Be it what it was, the performance advantage was not 10%. It was 25 PS at 700 ft (~220 m) higher altitude. The 213A was providing 314 lbs of exhaust thrust (3250 rpm, 18000 ft), the 603A making 284 lbs (2700 rpm, 18700 ft) - the performance of the fighter with either engine is bound to be about the same, more so if we allow for typical production tolerances.
The 213A was making 3250 rpm in time it was used in D-9, sure enough that was late 1944. I'd appreciate any good data about the capabilities in earlier aplications. 



> The DB603A was somewhat troublesome in its first 6 months of service but it soon enough broke through to 100 MTBO barrier in early 1944. The PW R-2800, BMW 801 were all roughing it at around 25 hours when they first went into service. The CW R-3350 was still problematic when the aircraft flew its first missions in June 1944, I believe the 5 upper rear cylinders needed replacement at 25 hours due to burned out valves and poor cooling flow there. Low MTBO doesn't preclude effective service though it does preclude large scale service due to the heavier than usual maintenance requirements.

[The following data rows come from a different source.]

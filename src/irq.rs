//! Button interrupt bridge.
//!
//! Connects the button PIO's edge-capture register to the
//! [`ButtonEventLatch`]. Setup masks the button lines in, clears stale
//! captures and installs a handler through the platform's
//! [`IrqRegistry`]. The handler itself calls [`InterruptBridge::service`].
//!
//! `service` runs in interrupt context: it never blocks, never logs to
//! the console, touches the latch with a single atomic OR and hands the
//! capture to the loop through a [`CaptureProducer`].

use crate::error::{Error, IrqRegistrationError};
use crate::ui::buttons::{ButtonEventLatch, ButtonMask, CaptureProducer};

/// Interrupt controller line number.
#[derive(Clone, Copy, Debug, PartialEq, Eq)]
#[cfg_attr(feature = "defmt", derive(defmt::Format))]
pub struct IrqLine(pub u16);

impl IrqLine {
    pub const fn number(self) -> u16 {
        self.0
    }
}

/// Edge-capture PIO serving the buttons.
pub trait EdgeCapture {
    /// Read the edge-capture register.
    fn captured(&mut self) -> u32;

    /// Clear exactly `bits` in the edge-capture register.
    fn acknowledge(&mut self, bits: u32);

    /// Set the per-line interrupt enable mask.
    fn set_irq_mask(&mut self, bits: u32);
}

/// Platform table mapping interrupt lines to handlers.
pub trait IrqRegistry {
    /// Install `handler` for `line` and enable the line.
    fn register(&mut self, line: IrqLine, handler: fn()) -> Result<(), IrqRegistrationError>;
}

/// Whether button edges reach the latch.
#[derive(Clone, Copy, Debug, PartialEq, Eq)]
#[cfg_attr(feature = "defmt", derive(defmt::Format))]
pub enum ButtonMode {
    /// Handler installed, lines unmasked.
    Responsive,
    /// Registration failed; the latch never leaves idle.
    Inert,
}

/// Producer half of the button latch.
pub struct InterruptBridge<'a> {
    latch: &'a ButtonEventLatch,
}

impl<'a> InterruptBridge<'a> {
    pub const fn new(latch: &'a ButtonEventLatch) -> Self {
        Self { latch }
    }

    /// Unmask `lines`, drop stale captures and install `handler` on `irq`.
    ///
    /// If registration fails the lines are masked again.
    pub fn configure<P, R>(
        &self,
        pio: &mut P,
        registry: &mut R,
        irq: IrqLine,
        lines: u32,
        handler: fn(),
    ) -> Result<(), Error>
    where
        P: EdgeCapture,
        R: IrqRegistry,
    {
        pio.set_irq_mask(lines);
        pio.acknowledge(lines);
        if let Err(e) = registry.register(irq, handler) {
            pio.set_irq_mask(0);
            return Err(e.into());
        }
        debug!("Button lines {=u32:x} armed on IRQ {}", lines, irq.number());
        Ok(())
    }

    /// Interrupt body. Latch and queue whatever the PIO captured, then
    /// acknowledge it.
    ///
    /// A zero capture is spurious: nothing is latched, queued or
    /// acknowledged. A full queue drops the capture but the latch still
    /// records its bits.
    pub fn service<P: EdgeCapture>(
        &self,
        pio: &mut P,
        captures: &mut CaptureProducer<'_>,
    ) -> Option<ButtonMask> {
        let captured = pio.captured();
        if captured == 0 {
            return None;
        }

        trace!("B {=u32:x}", captured);
        let mask = ButtonMask(captured);
        self.latch.merge(mask);
        if captures.enqueue(mask).is_err() {
            self.latch.note_dropped();
        }
        pio.acknowledge(captured);
        Some(mask)
    }
}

I can readily agree that 603A was a reliable engine from late 1943/early 1944.



> The DB603 also saw service in two variants, the standard DB603A and the DB603AA which compromised takeoff power a little in return for considerable extra power at altitude. Before the end of 1944 another variant, the DB603E was entering production. It had about 5% more low altitude power than the DB603A and at about 1800hp also had about 5% more high altitude power than the DB603AA.
> 
> The DB603EM also would have allowed the Ta 152C to enter service in late 1944. It produced 2260hp and was essentially a DB603E with MW50 but unlike the the plain DB603E it needed C3 fuel to exploit its Water Methanol injection system.



If it looks like I'm bashing the DB-603, I don't. The LW would've been better off with it in Fw-190 airframe from late 1943. My point is that Jumo 213 was a fully competitive engine, and RLM and/or Focke Wulf dropped the ball here too by not making available the Dora in early 1944.



> The German production schedule for a massive increase in C3 fuel production was starting to ramp up in late 1943 as new plant and new technology came on line only to be disrupted by the bombing campaign and endless fighters now opperating from the continent after d-day. Hence the DB603LA, which had a two stage supercharger (without intercooler I believe) and DB603L (with two stage supercharger and intercooler) had to be subsituted as both could produce serious levels of power with MW50 but without the use of the temporarily dubious C3 fuel.
> 
> Hence the oil campaign seems to have derailed the Ta 152C production by several months by forcing the Luftwaffe to emphasise more fuel flexible engines meaning that the Jumo 213E powered Ta 152H entered production first. About 4 Ta 152C with DB603LA engines were delivered.
> 
> ...



Germany have had a few really great engines, and many that were not worth the commitment, eating out the ever smaller resources. Same goes for main Allied countries (bar the resource situation), but Germany did not have one or more allies capable enough to help out in time of need.


----------



## davebender (Nov 22, 2012)

Daimler-Benz had difficulty obtaining machine tools for DB603 and DB605D engines. By 1944 Daimler-Benz management described the machine tool problem as gruesome. Meanwhile Junkers had little difficulty obtaining machine tools for the Jumo 213 engine. Type XXI submarine program, V1 cruise missile and V2 rocket programs had plenty of machine tools too. 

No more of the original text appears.